Syahid baru membuka blokir Fatma enam bulan kemudian. Pesan terakhir Syahid setelah ia membuka akses pesan kepada Fatma adalah ucapan terima kasih. Permohonan maaf yang di harapkan Fatma hanyalah harapan belaka. Pada kenyataannya, perempuan yang cerewet meminta penjelasan adalah salah di mata laki-laki yang lebih memilih bungkam membiarkan. Kebohongan selamanya akan menjadi senjata kuat untuk tidak lagi menaruh percaya. Kalimat Syahid saat itu adalah satu dari contoh kalimat yang amat bias. Karena lihatlah apa yang Fatma terima hari ini, tepat di akhir tahun 2020. Sebuah undangan pernikahan. Bukan datang untuk kembali memperbaikki, melainkan menambah luka yang belum sempat terobati.

Fatma sakit, Fatma tidak bisa menerima, Fatma belum mampu memaafkan. Ia memutuskan untuk mengabaikan undangan yang ia terima. Seperti tarian yang tak kunjung selesai, seperti itulah dunia Fatma saat ini. Enggan berhenti bergerak, mencari-cari dirinya sendiri yang entah sejak kapan hilang. 

Tapi itu, adalah Fatma di hari ini. Ia masih duduk di taman Gor Cisarua, terdiam menikmati sesak. Perlahan matahari berpindah tempat. Beberapa pesan masuk tidak Fatma hiraukan. Ia menduga pasti banyak teman-teman yang mempertanyakan mengapa bukan nama Fatma yang bersanding dengna nama Syahid. 

Gadis itu beranjak. Berjalan menuju masjid dekat Gor. Hatinya masih belum baik-baik saja, tetapi sekiranya maghrib mampu menenangkan. Di akhir sembahyang setelah salam, ia sempatkan untuk bersujud lagi. Meruntuhkan sakitnya, menyampaikannya kepada bumi untuk bisa disampaikan kepada langit. Tuhan sedang menatapnya penuh kasih sayang. Amat benar ketika hati manusia sedang patah, adalah dahi yang menyatu dengan bumi penyembuhnya. 

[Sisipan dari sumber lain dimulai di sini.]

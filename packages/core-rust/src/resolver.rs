//! Distinct-identifier resolution from the ambient request context.
//!
//! Precedence is fixed by the configured [`ExtractionStrategy`]; whatever the
//! strategy yields, an absent or falsy result falls back to the scope's
//! [`ContextId`](crate::ContextId). Extraction failures never reach callers.

use serde_json::Value;
use tracing::warn;

use crate::config::ExtractionStrategy;
use crate::context::{ContextScope, RequestSnapshot};
use crate::path::resolve_path;
use crate::store::ContextStore;

/// Internal extraction failures. Logged and converted into the fallback id.
#[derive(Debug, thiserror::Error, PartialEq, Eq)]
pub enum ExtractError {
    #[error("{source_name} selector is empty")]
    EmptySelector { source_name: &'static str },
    #[error("{source_name} path {path:?} resolved to a non-scalar {kind}")]
    NonScalar {
        source_name: &'static str,
        path: String,
        kind: &'static str,
    },
}

/// Computes the distinct identifier for the current request.
#[derive(Debug, Clone, Default)]
pub struct IdentityResolver {
    strategy: ExtractionStrategy,
    store: ContextStore,
}

impl IdentityResolver {
    #[must_use]
    pub fn new(strategy: ExtractionStrategy) -> Self {
        Self {
            strategy,
            store: ContextStore::new(),
        }
    }

    #[must_use]
    pub fn strategy(&self) -> &ExtractionStrategy {
        &self.strategy
    }

    /// Resolves against the ambient scope. `None` only when no scope is bound.
    #[must_use]
    pub fn resolve(&self) -> Option<String> {
        let scope = self.store.current();
        self.resolve_in(scope.as_deref())
    }

    /// Resolves against an explicitly supplied scope.
    #[must_use]
    pub fn resolve_in(&self, scope: Option<&ContextScope>) -> Option<String> {
        let scope = scope?;
        match scope.read_snapshot(|snapshot| self.try_extract(snapshot)) {
            Ok(Some(id)) => return Some(id),
            Ok(None) => {}
            Err(err) => warn!(
                context_id = %scope.id(),
                strategy = self.strategy.kind(),
                error = %err,
                "failed to extract distinct id, falling back to context id"
            ),
        }
        Some(scope.id().to_string())
    }

    fn try_extract(&self, snapshot: &RequestSnapshot) -> Result<Option<String>, ExtractError> {
        match &self.strategy {
            ExtractionStrategy::Header(name) => {
                non_empty_selector(name, "header")?;
                Ok(truthy_str(snapshot.header(name)))
            }
            ExtractionStrategy::Session(path) => {
                extract_path("session", snapshot.session.as_ref(), path)
            }
            ExtractionStrategy::User(path) => extract_path("user", snapshot.user.as_ref(), path),
            ExtractionStrategy::Cookie(name) => {
                non_empty_selector(name, "cookie")?;
                Ok(truthy_str(snapshot.cookie(name)))
            }
            ExtractionStrategy::None => Ok(None),
        }
    }
}

fn non_empty_selector(selector: &str, source_name: &'static str) -> Result<(), ExtractError> {
    if selector.is_empty() {
        Err(ExtractError::EmptySelector { source_name })
    } else {
        Ok(())
    }
}

fn truthy_str(value: Option<&str>) -> Option<String> {
    value.filter(|v| !v.is_empty()).map(str::to_owned)
}

fn extract_path(
    source_name: &'static str,
    root: Option<&Value>,
    path: &str,
) -> Result<Option<String>, ExtractError> {
    non_empty_selector(path, source_name)?;
    let Some(leaf) = root.and_then(|root| resolve_path(root, path)) else {
        return Ok(None);
    };
    identifier_from_leaf(leaf).map_err(|kind| ExtractError::NonScalar {
        source_name,
        path: path.to_string(),
        kind,
    })
}

/// Converts a resolved leaf into an identifier.
///
/// Falsy leaves (`null`, `false`, `0`, `""`) are "no value". Strings and
/// numbers are accepted; `true`, arrays and objects are rejected.
fn identifier_from_leaf(leaf: &Value) -> Result<Option<String>, &'static str> {
    match leaf {
        Value::Null | Value::Bool(false) => Ok(None),
        Value::String(s) => Ok(truthy_str(Some(s))),
        Value::Number(n) if is_zero(n) => Ok(None),
        Value::Number(n) => Ok(Some(n.to_string())),
        Value::Bool(true) => Err("boolean"),
        Value::Array(_) => Err("array"),
        Value::Object(_) => Err("object"),
    }
}

#[allow(clippy::float_cmp)]
fn is_zero(n: &serde_json::Number) -> bool {
    n.as_f64().is_some_and(|f| f == 0.0)
}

Fatma bukan perempuan terkuat tapi ia satu dari perempuan hebat. Di masa depan, Fatma telah mencapai ikhlas, dan memaafkan segala masa lalunya. Waktu adalah obat terbaik untuk Fatma berdamai dengan keadaan. Semesta pun tidak melulu memberikan kejutan yang buruk. Seringkali kejutan baik datang di hidup Fatma, yang pada akhirnya membuat Fatma percaya bahwa yang patah tumbuh, yang hilang berganti. 

Dan, selesai. 
Fatma memang kalah bertaruh dengan semesta. 
Tetapi ia menang atas ikhlas dan memaafkan.